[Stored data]
++++++++++

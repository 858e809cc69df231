// Copyright (c) 2025 Erick Bourgeois, firestoned
// SPDX-License-Identifier: MIT

//! Generates the CustomResourceDefinition manifests.
//!
//! Usage:
//!
//! ```bash
//! cargo run --bin crdgen > crds.yaml
//! kubectl apply -f crds.yaml
//! ```

use extdns::crd::{DNSAnnotation, DNSEntry, DNSProvider};
use kube::CustomResourceExt;

fn main() -> anyhow::Result<()> {
    let crds = [
        serde_yaml::to_string(&DNSProvider::crd())?,
        serde_yaml::to_string(&DNSEntry::crd())?,
        serde_yaml::to_string(&DNSAnnotation::crd())?,
    ];
    println!("{}", crds.join("---\n"));
    Ok(())
}
// Copyright (c) 2025 Erick Bourgeois, firestoned
// SPDX-License-Identifier: MIT

//! In-memory mock provider.
//!
//! The mock provider keeps hosted zones and record sets in process memory.
//! It backs the integration tests and is handy against development
//! clusters where no real cloud account is available. Zone ids take the
//! form `<name>:<domain>` where `name` comes from the provider config, so
//! several mock providers can coexist without colliding.

use super::{
    ChangeAction, ChangeRequest, DnsHandler, DoneHandler, HandlerConfig, HandlerFactory,
    HostedZone, ProviderError,
};
use super::validation::{CredentialSchema, PropertySet, PropertySpec};
use crate::dns::{name, DnsSet, DnsSets, ZoneId};
use async_trait::async_trait;
use serde::{Deserialize, Serialize};
use std::collections::HashMap;
use std::sync::{Arc, Mutex};
use std::time::Duration;

/// Provider type string of the mock provider.
pub const PROVIDER_TYPE_MOCK: &str = "mock";

/// Weighted-policy sentinel value treated as a placeholder record.
const PLACEHOLDER_VALUE: &str = "0.0.0.0";

/// Configuration payload of a mock provider (`spec.providerConfig`).
#[derive(Clone, Debug, Serialize, Deserialize)]
#[serde(rename_all = "camelCase")]
pub struct MockConfig {
    /// Account prefix used in zone ids (`<name>:<domain>`)
    pub name: String,
    /// Domains to expose as hosted zones
    #[serde(default)]
    pub zones: Vec<String>,
    /// Simulate a provider API failure when listing zones
    #[serde(default)]
    pub fail_get_zones: bool,
    /// Simulate a provider API failure when executing against this zone id
    #[serde(default)]
    pub fail_zone: Option<String>,
    /// Artificial latency per handler call
    #[serde(default)]
    pub latency_millis: Option<u64>,
}

/// Factory for [`MockHandler`].
#[derive(Default)]
pub struct MockHandlerFactory;

impl MockHandlerFactory {
    #[must_use]
    pub fn new() -> Self {
        Self
    }

    fn parse_config(config: Option<&serde_json::Value>) -> Result<MockConfig, ProviderError> {
        let Some(value) = config else {
            return Err(ProviderError::InvalidConfig(
                "mock provider requires a providerConfig".to_string(),
            ));
        };
        let parsed: MockConfig = serde_json::from_value(value.clone())
            .map_err(|e| ProviderError::InvalidConfig(format!("mock providerConfig: {e}")))?;
        if parsed.name.trim().is_empty() {
            return Err(ProviderError::InvalidConfig(
                "mock providerConfig: name must not be empty".to_string(),
            ));
        }
        for zone in &parsed.zones {
            if !name::is_valid(zone) {
                return Err(ProviderError::InvalidConfig(format!(
                    "mock providerConfig: invalid zone domain {zone:?}"
                )));
            }
        }
        Ok(parsed)
    }
}

impl HandlerFactory for MockHandlerFactory {
    fn provider_type(&self) -> &str {
        PROVIDER_TYPE_MOCK
    }

    fn credential_schema(&self) -> CredentialSchema {
        CredentialSchema::any_of(vec![
            PropertySet::new(vec![PropertySpec::new("account")], vec![]),
            PropertySet::new(
                vec![PropertySpec::new("workloadIdentityToken").sensitive()],
                vec![],
            ),
        ])
    }

    fn accepts_workload_identity(&self) -> bool {
        true
    }

    fn validate_provider_config(
        &self,
        config: Option<&serde_json::Value>,
    ) -> Result<(), ProviderError> {
        Self::parse_config(config).map(|_| ())
    }

    fn create(&self, config: HandlerConfig) -> Result<Arc<dyn DnsHandler>, ProviderError> {
        let parsed = Self::parse_config(config.provider_config.as_ref())?;
        Ok(Arc::new(MockHandler::new(parsed)))
    }
}

/// Handler keeping zones and record sets in memory.
pub struct MockHandler {
    config: MockConfig,
    zones: Vec<HostedZone>,
    state: Mutex<HashMap<ZoneId, DnsSets>>,
}

impl MockHandler {
    #[must_use]
    pub fn new(config: MockConfig) -> Self {
        let zones = config
            .zones
            .iter()
            .map(|domain| {
                let domain = name::normalize(domain);
                HostedZone {
                    id: ZoneId::new(PROVIDER_TYPE_MOCK, format!("{}:{domain}", config.name)),
                    domain,
                    private: false,
                    forwarded_domains: Vec::new(),
                }
            })
            .collect();
        Self {
            config,
            zones,
            state: Mutex::new(HashMap::new()),
        }
    }

    fn known_zone(&self, zone: &ZoneId) -> Result<(), ProviderError> {
        if self.zones.iter().any(|z| &z.id == zone) {
            Ok(())
        } else {
            Err(ProviderError::ZoneNotFound(zone.clone()))
        }
    }

    async fn simulate_latency(&self) {
        if let Some(millis) = self.config.latency_millis {
            tokio::time::sleep(Duration::from_millis(millis)).await;
        }
    }

    /// The hosted zones served by this handler.
    #[must_use]
    pub fn hosted_zones(&self) -> &[HostedZone] {
        &self.zones
    }

    /// Seed observed state directly. Test support.
    pub fn seed(&self, zone: &ZoneId, set: DnsSet) {
        let mut state = self.state.lock().expect("mock state poisoned");
        state
            .entry(zone.clone())
            .or_default()
            .insert(set.name.clone(), set);
    }

    /// Snapshot of one zone's record sets. Test support.
    #[must_use]
    pub fn zone_state(&self, zone: &ZoneId) -> DnsSets {
        self.state
            .lock()
            .expect("mock state poisoned")
            .get(zone)
            .cloned()
            .unwrap_or_default()
    }

    fn is_placeholder(set: &crate::dns::RecordSet) -> bool {
        set.routing_policy
            .as_ref()
            .is_some_and(|p| p.parameters.get("weight").map(String::as_str) == Some("0"))
            && set.records.iter().all(|r| r == PLACEHOLDER_VALUE)
    }
}

#[async_trait]
impl DnsHandler for MockHandler {
    fn provider_type(&self) -> &str {
        PROVIDER_TYPE_MOCK
    }

    async fn list_zones(&self) -> Result<Vec<HostedZone>, ProviderError> {
        self.simulate_latency().await;
        if self.config.fail_get_zones {
            return Err(ProviderError::Api(
                "mock provider: zone listing failure injected".to_string(),
            ));
        }
        Ok(self.zones.clone())
    }

    async fn get_zone_state(&self, zone: &ZoneId) -> Result<DnsSets, ProviderError> {
        self.simulate_latency().await;
        self.known_zone(zone)?;
        let state = self.state.lock().expect("mock state poisoned");
        let mut sets = state.get(zone).cloned().unwrap_or_default();
        // Placeholder records never reach the diff.
        for dns_set in sets.values_mut() {
            dns_set.sets.retain(|_, rs| !Self::is_placeholder(rs));
        }
        sets.retain(|_, dns_set| !dns_set.is_empty());
        Ok(sets)
    }

    async fn execute_requests(
        &self,
        zone: &ZoneId,
        requests: &[ChangeRequest],
        done: &dyn DoneHandler,
    ) -> Result<(), ProviderError> {
        self.simulate_latency().await;
        self.known_zone(zone)?;
        if self.config.fail_zone.as_deref() == Some(zone.id.as_str()) {
            return Err(ProviderError::Api(
                "mock provider: execution failure injected".to_string(),
            ));
        }

        let mut state = self.state.lock().expect("mock state poisoned");
        let zone_state = state.entry(zone.clone()).or_default();

        for request in requests {
            match request.action {
                ChangeAction::Create | ChangeAction::Update => {
                    let Some(new) = request.new.clone() else {
                        done.invalid(
                            request,
                            &ProviderError::Api(format!(
                                "{} request without a record set",
                                request.action
                            )),
                        );
                        continue;
                    };
                    zone_state
                        .entry(request.name.clone())
                        .or_insert_with(|| DnsSet::new(request.name.clone()))
                        .insert(new);
                    done.succeeded(request);
                }
                ChangeAction::Delete => {
                    if let Some(dns_set) = zone_state.get_mut(&request.name) {
                        dns_set.sets.remove(&request.rtype);
                        if dns_set.is_empty() {
                            zone_state.remove(&request.name);
                        }
                    }
                    done.succeeded(request);
                }
            }
        }
        Ok(())
    }
}

#[cfg(test)]
#[path = "mock_tests.rs"]
mod mock_tests;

++++++++++

*THE PROBLEM*
Only lines that contain the string "cloned" count; pick each one out of the records and copy it.

*TASK RESPONSE*
            .cloned()
        let mut sets = state.get(zone).cloned().unwrap_or_default();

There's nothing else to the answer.